Quais as estratégias para gerir o stress e a ansiedade no dia-a-dia durante a gravidez?
- Relativizar/ socializar. Mais do que nunca, importa que a grávida seja capaz de relativizar as dificuldades em vez de ruminar sobre os problemas e, assim, impedir que o stress tome conta do seu dia-a-dia. Claro que os pensamentos automáticos negativos podem ser difíceis de travar e por isso é que é fundamental que a grávida partilhe as suas dificuldades com as pessoas em quem confia. Até os pensamentos mais disparatados devem ser partilhados já que daí resulta a possibilidade de se desfazer equívocos e racionalizar sobre os problemas. De resto, o isolamento social anda de mãos dadas com os transtornos depressivos e ansiosos, pelo que é fundamental que a grávida se sinta amparada e que se esforce por socializar.

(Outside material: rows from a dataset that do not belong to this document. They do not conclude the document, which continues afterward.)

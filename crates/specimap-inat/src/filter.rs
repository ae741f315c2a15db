//! Admission policy applied to each normalized observation, in upstream
//! arrival order. The policy never re-sorts; once the cap is reached all
//! later records are dropped regardless of validity.

use chrono::NaiveDate;
use specimap_core::{DisplayOptions, Observation};

/// Decides whether one observation enters the result set.
///
/// Checks run in a fixed order, short-circuiting on the first failure:
/// result cap, lower date bound, upper date bound, grade membership.
/// An unset date option applies no bound; an observation date that fails
/// to parse is not excluded by the date checks.
#[must_use]
pub fn admit(observation: &Observation, options: &DisplayOptions, admitted_count: usize) -> bool {
    if admitted_count >= options.display_amount as usize {
        return false;
    }

    let observed = parse_date(&observation.observed_date);

    if !options.since_date.is_empty() {
        if let (Some(observed), Some(since)) = (observed, parse_date(&options.since_date)) {
            if observed < since {
                return false;
            }
        }
    }

    if !options.before_date.is_empty() {
        if let (Some(observed), Some(before)) = (observed, parse_date(&options.before_date)) {
            if observed > before {
                return false;
            }
        }
    }

    options
        .grade_type
        .split(',')
        .any(|grade| grade == observation.grade_type)
}

fn parse_date(s: &str) -> Option<NaiveDate> {
    NaiveDate::parse_from_str(s, "%Y-%m-%d").ok()
}
use axum::{extract::State, Extension, Json};
use specimap_core::{ResultBundle, SearchDescriptor};
use specimap_inat::InatError;

use crate::middleware::RequestId;

use super::{ApiError, ApiResponse, AppState, ResponseMeta};

/// POST body is the search descriptor: `{specimenName, coordinate,
/// searchOptions}`. Any missing field is a 400 — the "empty query" shortcut
/// only applies to a present-but-blank specimen name, which yields an empty
/// bundle with a 200.
pub(super) async fn search_observations(
    State(state): State<AppState>,
    Extension(req_id): Extension<RequestId>,
    Json(body): Json<serde_json::Value>,
) -> Result<Json<ApiResponse<ResultBundle>>, ApiError> {
    let descriptor: SearchDescriptor = serde_json::from_value(body).map_err(|e| {
        tracing::debug!(error = %e, "rejecting malformed search body");
        ApiError::new(req_id.0.clone(), "bad_request", "Invalid input")
    })?;

    let bundle = state
        .client
        .fetch_specimen_observations(&descriptor)
        .await
        .map_err(|e| map_fetch_error(req_id.0.clone(), &e))?;

    Ok(Json(ApiResponse {
        data: bundle,
        meta: ResponseMeta::new(req_id.0),
    }))
}

fn map_fetch_error(request_id: String, error: &InatError) -> ApiError {
    match error {
        InatError::InvalidQuery(reason) => {
            tracing::debug!(reason = %reason, "rejecting invalid query");
            ApiError::new(request_id, "bad_request", reason.clone())
        }
        InatError::Http(_) | InatError::Deserialize { .. } => {
            tracing::error!(error = %error, "upstream observation fetch failed");
            ApiError::new(
                request_id,
                "upstream_error",
                "upstream observation fetch failed",
            )
        }
    }
}

#[cfg(test)]
mod tests {
    use std::sync::Arc;

    use serde_json::json;
    use specimap_inat::InatClient;
    use wiremock::matchers::{method, path};
    use wiremock::{Mock, MockServer, ResponseTemplate};

    use super::*;

    fn state_for(base_url: &str) -> AppState {
        AppState {
            client: Arc::new(InatClient::with_base_url(30, base_url).unwrap()),
        }
    }

    fn req_id() -> Extension<RequestId> {
        Extension(RequestId("test-req".to_string()))
    }

    fn valid_body() -> serde_json::Value {
        json!({
            "specimenName": "Poppy",
            "coordinate": {"lat": 39.35, "lng": -120.26},
            "searchOptions": {
                "radius": 75,
                "displayAmount": 20,
                "sinceDate": "",
                "beforeDate": "",
                "gradeType": "needs_id,research,casual",
                "useCurrentLocation": false
            }
        })
    }

    async fn mount_empty_upstream(server: &MockServer) {
        for p in ["/observations", "/observations/observers", "/observations/identifiers"] {
            Mock::given(method("GET"))
                .and(path(p))
                .respond_with(ResponseTemplate::new(200).set_body_json(json!({ "results": [] })))
                .mount(server)
                .await;
        }
    }

    #[tokio::test]
    async fn missing_field_is_bad_request() {
        let server = MockServer::start().await;
        let result = search_observations(
            State(state_for(&server.uri())),
            req_id(),
            Json(json!({ "specimenName": "Poppy" })),
        )
        .await;

        let err = result.err().expect("missing fields must be rejected");
        assert_eq!(err.error.code, "bad_request");
        assert_eq!(err.error.message, "Invalid input");
    }

    #[tokio::test]
    async fn valid_body_returns_bundle_envelope() {
        let server = MockServer::start().await;
        mount_empty_upstream(&server).await;

        let response = search_observations(
            State(state_for(&server.uri())),
            req_id(),
            Json(valid_body()),
        )
        .await
        .expect("valid body should succeed");

        assert_eq!(response.0.meta.request_id, "test-req");
        assert!(response.0.data.observations.is_empty());
        assert_eq!(response.0.data.leading_users.observers.len(), 10);
    }

    #[tokio::test]
    async fn upstream_failure_maps_to_upstream_error() {
        let server = MockServer::start().await;
        Mock::given(method("GET"))
            .and(path("/observations"))
            .respond_with(ResponseTemplate::new(500))
            .mount(&server)
            .await;

        let err = search_observations(
            State(state_for(&server.uri())),
            req_id(),
            Json(valid_body()),
        )
        .await
        .err()
        .expect("upstream failure must surface");
        assert_eq!(err.error.code, "upstream_error");
    }
}
//! The session state container and its pure transition function.
//!
//! All three display surfaces (map markers, image gallery, leaderboard)
//! read from one [`SessionState`]; because every mutation goes through
//! [`reduce`] one action at a time, they can never observe a half-applied
//! update.

use specimap_core::{
    Coordinate, DisplayOptions, ImageSet, LeadingUsers, Observation, DEFAULT_COORDINATE,
    PLACEHOLDER_ICON,
};

use crate::action::{ActivePanel, SessionAction};

/// The derived display fields for whichever observation the gallery is
/// focused on. Always recomputed from `observations[gallery_index]`, never
/// set field-by-field, so the gallery caption cannot drift from the marker
/// set.
#[derive(Debug, Clone, PartialEq, Eq)]
pub struct ObservationCredentials {
    pub observer: String,
    pub title: String,
    pub date: String,
    pub place: String,
    pub icon: String,
}

impl Default for ObservationCredentials {
    fn default() -> Self {
        Self {
            observer: String::new(),
            title: String::new(),
            date: String::new(),
            place: String::new(),
            icon: PLACEHOLDER_ICON.to_string(),
        }
    }
}

/// Derives the gallery credentials for one index. Out-of-range indexes get
/// the defined-empty credentials rather than stale or panicking access.
#[must_use]
pub fn credentials_at(observations: &[Observation], index: usize) -> ObservationCredentials {
    observations
        .get(index)
        .map_or_else(ObservationCredentials::default, |observation| {
            ObservationCredentials {
                observer: observation.user.user_name.clone(),
                title: observation.species_guess.clone(),
                date: observation.observed_date.clone(),
                place: observation.place_guess.clone(),
                icon: observation.user.user_icon.clone(),
            }
        })
}

/// The complete per-tab session state. Created once at mount, replaced
/// field-by-field through [`reduce`], torn down only on reload.
#[derive(Debug, Clone, PartialEq)]
pub struct SessionState {
    pub specimen_name: String,
    pub coordinates: Coordinate,
    pub display_options: DisplayOptions,
    pub active_panel: ActivePanel,
    pub loading: bool,
    pub observations: Vec<Observation>,
    pub images: Vec<ImageSet>,
    pub leading_users: LeadingUsers,
    pub gallery_index: usize,
    pub credentials: ObservationCredentials,
}

impl Default for SessionState {
    fn default() -> Self {
        Self {
            specimen_name: "Poppy".to_string(),
            coordinates: DEFAULT_COORDINATE,
            display_options: DisplayOptions::default(),
            active_panel: ActivePanel::default(),
            loading: false,
            observations: Vec::new(),
            images: Vec::new(),
            leading_users: LeadingUsers::default(),
            gallery_index: 0,
            credentials: ObservationCredentials::default(),
        }
    }
}

/// Pure transition function: applies one action to the state and returns
/// the next state. No I/O, no side effects; the orchestration layer owns
/// deciding when to dispatch what.
#[must_use]
pub fn reduce(state: &SessionState, action: &SessionAction) -> SessionState {
    let mut next = state.clone();
    match action {
        SessionAction::SetCoordinates(coordinate) => {
            next.coordinates = *coordinate;
        }
        SessionAction::SetDisplayOptions(options) => {
            next.display_options = options.clone();
        }
        SessionAction::SetActivePanel(panel) => {
            next.active_panel = *panel;
        }
        SessionAction::SetLoading(loading) => {
            next.loading = *loading;
        }
        SessionAction::SetFetchResult(bundle) => {
            next.observations = bundle.observations.clone();
            next.images = bundle.images.clone();
            next.leading_users = bundle.leading_users.clone();
            next.loading = false;
            next.gallery_index = 0;
            next.credentials = credentials_at(&next.observations, 0);
        }
        SessionAction::SetCredentials(index) => {
            next.gallery_index = *index;
            next.credentials = credentials_at(&next.observations, *index);
        }
    }
    next
}

#[cfg(test)]
mod tests {
    use specimap_core::{LeadingUser, ResultBundle, UserRef};

    use super::*;

    fn observation(name: &str, species: &str) -> Observation {
        Observation {
            user: UserRef {
                user_name: name.to_string(),
                user_id: 1,
                user_icon: format!("https://static.example/icons/{name}.png"),
            },
            observed_date: "2024-05-01".to_string(),
            species_guess: species.to_string(),
            taxon_name: species.to_string(),
            place_guess: "Truckee, CA".to_string(),
            coordinates: DEFAULT_COORDINATE,
            grade_type: "research".to_string(),
            images: ImageSet {
                original: format!("https://static.example/photos/{name}/large.jpg"),
                thumbnail: format!("https://static.example/photos/{name}/square.jpg"),
                small: format!("https://static.example/photos/{name}/small.jpg"),
            },
        }
    }

    fn bundle_of(names: &[&str]) -> ResultBundle {
        let observations: Vec<Observation> =
            names.iter().map(|n| observation(n, "Poppy")).collect();
        let images = observations.iter().map(|o| o.images.clone()).collect();
        ResultBundle {
            observations,
            images,
            leading_users: LeadingUsers {
                identifiers: vec![LeadingUser::placeholder()],
                observers: vec![LeadingUser::placeholder()],
            },
        }
    }

    #[test]
    fn default_state_matches_mount_defaults() {
        let state = SessionState::default();
        assert_eq!(state.specimen_name, "Poppy");
        assert_eq!(state.coordinates, DEFAULT_COORDINATE);
        assert_eq!(state.active_panel, ActivePanel::Images);
        assert!(!state.loading);
        assert!(state.observations.is_empty());
        assert_eq!(state.credentials.icon, PLACEHOLDER_ICON);
    }

    #[test]
    fn set_coordinates_only_touches_coordinates() {
        let state = SessionState::default();
        let clicked = Coordinate {
            lat: 45.0,
            lng: -110.0,
        };
        let next = reduce(&state, &SessionAction::SetCoordinates(clicked));
        assert_eq!(next.coordinates, clicked);
        assert_eq!(next.display_options, state.display_options);
        assert_eq!(next.observations, state.observations);
    }

    #[test]
    fn set_display_options_replaces_wholesale() {
        let state = SessionState::default();
        let options = DisplayOptions {
            display_amount: 5,
            since_date: "2024-01-01".to_string(),
            ..DisplayOptions::default()
        };
        let next = reduce(&state, &SessionAction::SetDisplayOptions(options.clone()));
        assert_eq!(next.display_options, options);
    }

    #[test]
    fn set_fetch_result_replaces_bundle_and_resets_gallery() {
        let mut state = SessionState::default();
        state.loading = true;
        state.gallery_index = 7;

        let next = reduce(&state, &SessionAction::SetFetchResult(bundle_of(&["a", "b"])));
        assert!(!next.loading);
        assert_eq!(next.gallery_index, 0);
        assert_eq!(next.observations.len(), 2);
        assert_eq!(next.images.len(), 2);
        assert_eq!(next.credentials.observer, "a");
        assert_eq!(next.credentials.icon, "https://static.example/icons/a.png");
    }

    #[test]
    fn set_fetch_result_with_empty_bundle_yields_empty_credentials() {
        let state = reduce(
            &SessionState::default(),
            &SessionAction::SetFetchResult(bundle_of(&["a"])),
        );
        let next = reduce(&state, &SessionAction::SetFetchResult(ResultBundle::default()));
        assert!(next.observations.is_empty());
        assert_eq!(next.credentials, ObservationCredentials::default());
    }

    #[test]
    fn set_credentials_follows_gallery_slides() {
        let state = reduce(
            &SessionState::default(),
            &SessionAction::SetFetchResult(bundle_of(&["a", "b", "c"])),
        );
        let next = reduce(&state, &SessionAction::SetCredentials(2));
        assert_eq!(next.gallery_index, 2);
        assert_eq!(next.credentials.observer, "c");
    }

    #[test]
    fn set_credentials_out_of_range_is_defined_empty() {
        let state = reduce(
            &SessionState::default(),
            &SessionAction::SetFetchResult(bundle_of(&["a"])),
        );
        let next = reduce(&state, &SessionAction::SetCredentials(5));
        assert_eq!(next.credentials, ObservationCredentials::default());
    }

    #[test]
    fn set_active_panel_is_pure_routing() {
        let state = SessionState::default();
        let next = reduce(&state, &SessionAction::SetActivePanel(ActivePanel::Leaderboard));
        assert_eq!(next.active_panel, ActivePanel::Leaderboard);
        assert!(!next.loading);
        assert_eq!(next.observations, state.observations);
    }

    #[test]
    fn credentials_always_derived_from_current_index() {
        // The derived-view function is the single source for the caption
        // fields; spot-check the mapping.
        let observations = vec![observation("a", "California poppy")];
        let creds = credentials_at(&observations, 0);
        assert_eq!(creds.title, "California poppy");
        assert_eq!(creds.place, "Truckee, CA");
        assert_eq!(creds.date, "2024-05-01");
    }
}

- Definir objetivos claros. A idealização excessiva é meio caminho para a elevação dos níveis de ansiedade, pelo que importa que a grávida seja capaz de abdicar de algumas metas utópicas e saboreie a gravidez. A identificação das metas desejadas deve ser partilhada com o pai, negociada, no sentido de não haver o risco de um período tão belo ficar associado a uma lista interminável de preocupações. Não tem de ser tudo perfeito.
- Pedir ajuda. Tal como acontece em relação à saúde física, as alterações no estado emocional da mulher devem ser alvo da devida atenção. Se não tentamos resolver sozinhos todos os problemas que nos condicionam fisicamente, por que o faremos no que toca à saúde emocional? Quanto mais cedo a grávida pedir ajuda, maior a probabilidade de se sentir estável e segura por altura do parto.
Qual o papel do companheiro neste processo?
Para o bem e para o mal, a qualidade da relação conjugal condiciona o estado emocional da grávida. Se a relação for estável, segura, uma fonte de suporte e de afetos, então é mais provável que a grávida se sinta capaz de falar abertamente sobre o que a perturba e até procure ajuda mais cedo. Pelo contrário, se a fonte de ansiedade estiver relacionada ou for agravada pelas dificuldades na relação conjugal, então o desamparo é maior e o desespero pode ser gerido isoladamente.
Quais os sinais de alerta para estados mais graves de ansiedade na grávida?
Estamos habituados a constatar na maior parte das mulheres grávidas uma serenidade contagiante, pelo que os sinais de agitação e tristeza são indícios claros de que algo não está bem. Por outro lado, se a grávida não se envolve com o desenvolvimento do feto, não vai às consultas de acompanhamento da gravidez e/ou não mostra entusiasmo na preparação da chegada do bebé, é possível que estejamos perante a existência de uma perturbação de humor que tem mesmo de ser alvo da atenção especializada.
Que tipo de ajudas deve solicitar nestes casos?
O aparecimento de um transtorno depressivo ou ansioso requer quase sempre o acompanhamento multidisciplinar, que envolve consultas de Psicologia (muitas vezes com uma componente familiar), Medicina Geral e Familiar e Obstetrícia. O primeiro passo deve ser a partilha honesta destas dificuldades com um psicólogo experiente e/ou com o médico de família.